**TASK BRIEF**
Restate each of the lines given below, word for word.

══ DATA FOR THE TASK ══

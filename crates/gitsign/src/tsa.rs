//! RFC 3161 timestamping
//!
//! Countersigning the signature with a trusted timestamp proves it existed
//! while the short-lived certificate was valid. Only the response status is
//! inspected; the token is stored in the signature bundle as is.

use crate::error::BoxError;
use der::asn1::{BitString, OctetString};
use der::oid::ObjectIdentifier;
use der::{Any, Decode, Encode, Sequence};
use sha2::{Digest, Sha256};
use x509_cert::spki::AlgorithmIdentifierOwned;

/// Content type of a timestamp request
pub const TIMESTAMP_QUERY: &str = "application/timestamp-query";

/// Content type of a timestamp response
pub const TIMESTAMP_REPLY: &str = "application/timestamp-reply";

/// id-sha256
const ID_SHA256: ObjectIdentifier = ObjectIdentifier::new_unwrap("2.16.840.1.101.3.4.2.1");

/// ```text
/// MessageImprint ::= SEQUENCE {
///     hashAlgorithm AlgorithmIdentifier,
///     hashedMessage OCTET STRING }
/// ```
#[derive(Clone, Debug, Eq, PartialEq, Sequence)]
pub struct MessageImprint {
    pub hash_algorithm: AlgorithmIdentifierOwned,
    pub hashed_message: OctetString,
}

/// A v1 `TimeStampReq` without policy, nonce or extensions
#[derive(Clone, Debug, Eq, PartialEq, Sequence)]
pub struct TimeStampReq {
    pub version: u8,
    pub message_imprint: MessageImprint,
    /// Ask the authority to put its certificate in the token
    pub cert_req: bool,
}

impl TimeStampReq {
    /// Request a timestamp over SHA-256 of `data`
    pub fn sha256(data: &[u8]) -> der::Result<Self> {
        Ok(Self {
            version: 1,
            message_imprint: MessageImprint {
                hash_algorithm: AlgorithmIdentifierOwned {
                    oid: ID_SHA256,
                    parameters: Some(Any::null()),
                },
                hashed_message: OctetString::new(Sha256::digest(data).to_vec())?,
            },
            cert_req: true,
        })
    }
}

/// ```text
/// PKIStatusInfo ::= SEQUENCE {
///     status       PKIStatus,
///     statusString PKIFreeText     OPTIONAL,
///     failInfo     PKIFailureInfo  OPTIONAL }
/// ```
#[derive(Clone, Debug, Eq, PartialEq, Sequence)]
pub struct PkiStatusInfo {
    pub status: u32,
    pub status_string: Option<Vec<String>>,
    pub fail_info: Option<BitString>,
}

/// `TimeStampResp ::= SEQUENCE { status PKIStatusInfo, timeStampToken OPTIONAL }`
#[derive(Clone, Debug, Eq, PartialEq, Sequence)]
pub struct TimeStampResp {
    pub status: PkiStatusInfo,
    /// CMS `ContentInfo` carrying the signed TSTInfo
    pub time_stamp_token: Option<Any>,
}

impl TimeStampResp {
    /// granted (0) or grantedWithMods (1)
    pub fn is_granted(&self) -> bool {
        matches!(self.status.status, 0 | 1)
    }

    /// The DER `TimeStampToken` of a granted response
    pub fn into_token(self) -> Result<Vec<u8>, BoxError> {
        if !self.is_granted() {
            let reason = self
                .status
                .status_string
                .map(|text| format!(" ({})", text.join("; ")))
                .unwrap_or_default();
            return Err(format!(
                "timestamp request rejected with status {}{}",
                self.status.status, reason
            )
            .into());
        }
        let token = self
            .time_stamp_token
            .ok_or("timestamp response carries no token")?;
        Ok(token.to_der()?)
    }
}

/// Client for an RFC 3161 timestamp authority
#[derive(Debug, Clone)]
pub struct TimestampClient {
    url: String,
    client: reqwest::Client,
}

impl TimestampClient {
    /// Create a client for the authority at `url`
    pub fn new(url: &str) -> Self {
        Self {
            url: url.to_string(),
            client: reqwest::Client::new(),
        }
    }

    /// Timestamp `signature`, returning the DER `TimeStampToken`
    pub async fn timestamp(&self, signature: &[u8]) -> Result<Vec<u8>, BoxError> {
        let request = TimeStampReq::sha256(signature)?.to_der()?;

        tracing::debug!("requesting timestamp from {}", self.url);
        let response = self
            .client
            .post(&self.url)
            .header("Content-Type", TIMESTAMP_QUERY)
            .header("Accept", TIMESTAMP_REPLY)
            .body(request)
            .send()
            .await?;

        if !response.status().is_success() {
            return Err(format!("timestamp authority returned {}", response.status()).into());
        }

        let body = response.bytes().await?;
        TimeStampResp::from_der(&body)
            .map_err(|e| format!("malformed timestamp response: {}", e))?
            .into_token()
    }
}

═══

**RESULT**
filename crates/gitsign/src/tsa.rs
//! RFC 3161 timestamping
//!
//! Countersigning the signature with a trusted timestamp proves it existed
//! while the short-lived certificate was valid. Only the response status is
//! inspected; the token is stored in the signature bundle as is.

use crate::error::BoxError;
use der::asn1::{BitString, OctetString};
use der::oid::ObjectIdentifier;
use der::{Any, Decode, Encode, Sequence};
use sha2::{Digest, Sha256};
use x509_cert::spki::AlgorithmIdentifierOwned;

/// Content type of a timestamp request
pub const TIMESTAMP_QUERY: &str = "application/timestamp-query";

/// Content type of a timestamp response
pub const TIMESTAMP_REPLY: &str = "application/timestamp-reply";

/// id-sha256
const ID_SHA256: ObjectIdentifier = ObjectIdentifier::new_unwrap("2.16.840.1.101.3.4.2.1");

/// ```text
/// MessageImprint ::= SEQUENCE {
///     hashAlgorithm AlgorithmIdentifier,
///     hashedMessage OCTET STRING }
/// ```
#[derive(Clone, Debug, Eq, PartialEq, Sequence)]
pub struct MessageImprint {
    pub hash_algorithm: AlgorithmIdentifierOwned,
    pub hashed_message: OctetString,
}

/// A v1 `TimeStampReq` without policy, nonce or extensions
#[derive(Clone, Debug, Eq, PartialEq, Sequence)]
pub struct TimeStampReq {
    pub version: u8,
    pub message_imprint: MessageImprint,
    /// Ask the authority to put its certificate in the token
    pub cert_req: bool,
}

impl TimeStampReq {
    /// Request a timestamp over SHA-256 of `data`
    pub fn sha256(data: &[u8]) -> der::Result<Self> {
        Ok(Self {
            version: 1,
            message_imprint: MessageImprint {
                hash_algorithm: AlgorithmIdentifierOwned {
                    oid: ID_SHA256,
                    parameters: Some(Any::null()),
                },
                hashed_message: OctetString::new(Sha256::digest(data).to_vec())?,
            },
            cert_req: true,
        })
    }
}

/// ```text
/// PKIStatusInfo ::= SEQUENCE {
///     status       PKIStatus,
///     statusString PKIFreeText     OPTIONAL,
///     failInfo     PKIFailureInfo  OPTIONAL }
/// ```
#[derive(Clone, Debug, Eq, PartialEq, Sequence)]
pub struct PkiStatusInfo {
    pub status: u32,
    pub status_string: Option<Vec<String>>,
    pub fail_info: Option<BitString>,
}

/// `TimeStampResp ::= SEQUENCE { status PKIStatusInfo, timeStampToken OPTIONAL }`
#[derive(Clone, Debug, Eq, PartialEq, Sequence)]
pub struct TimeStampResp {
    pub status: PkiStatusInfo,
    /// CMS `ContentInfo` carrying the signed TSTInfo
    pub time_stamp_token: Option<Any>,
}

impl TimeStampResp {
    /// granted (0) or grantedWithMods (1)
    pub fn is_granted(&self) -> bool {
        matches!(self.status.status, 0 | 1)
    }

    /// The DER `TimeStampToken` of a granted response
    pub fn into_token(self) -> Result<Vec<u8>, BoxError> {
        if !self.is_granted() {
            let reason = self
                .status
                .status_string
                .map(|text| format!(" ({})", text.join("; ")))
                .unwrap_or_default();
            return Err(format!(
                "timestamp request rejected with status {}{}",
                self.status.status, reason
            )
            .into());
        }
        let token = self
            .time_stamp_token
            .ok_or("timestamp response carries no token")?;
        Ok(token.to_der()?)
    }
}

/// Client for an RFC 3161 timestamp authority
#[derive(Debug, Clone)]
pub struct TimestampClient {
    url: String,
    client: reqwest::Client,
}

impl TimestampClient {
    /// Create a client for the authority at `url`
    pub fn new(url: &str) -> Self {
        Self {
            url: url.to_string(),
            client: reqwest::Client::new(),
        }
    }

    /// Timestamp `signature`, returning the DER `TimeStampToken`
    pub async fn timestamp(&self, signature: &[u8]) -> Result<Vec<u8>, BoxError> {
        let request = TimeStampReq::sha256(signature)?.to_der()?;

        tracing::debug!("requesting timestamp from {}", self.url);
        let response = self
            .client
            .post(&self.url)
            .header("Content-Type", TIMESTAMP_QUERY)
            .header("Accept", TIMESTAMP_REPLY)
            .body(request)
            .send()
            .await?;

        if !response.status().is_success() {
            return Err(format!("timestamp authority returned {}", response.status()).into());
        }

        let body = response.bytes().await?;
        TimeStampResp::from_der(&body)
            .map_err(|e| format!("malformed timestamp response: {}", e))?
            .into_token()
    }
}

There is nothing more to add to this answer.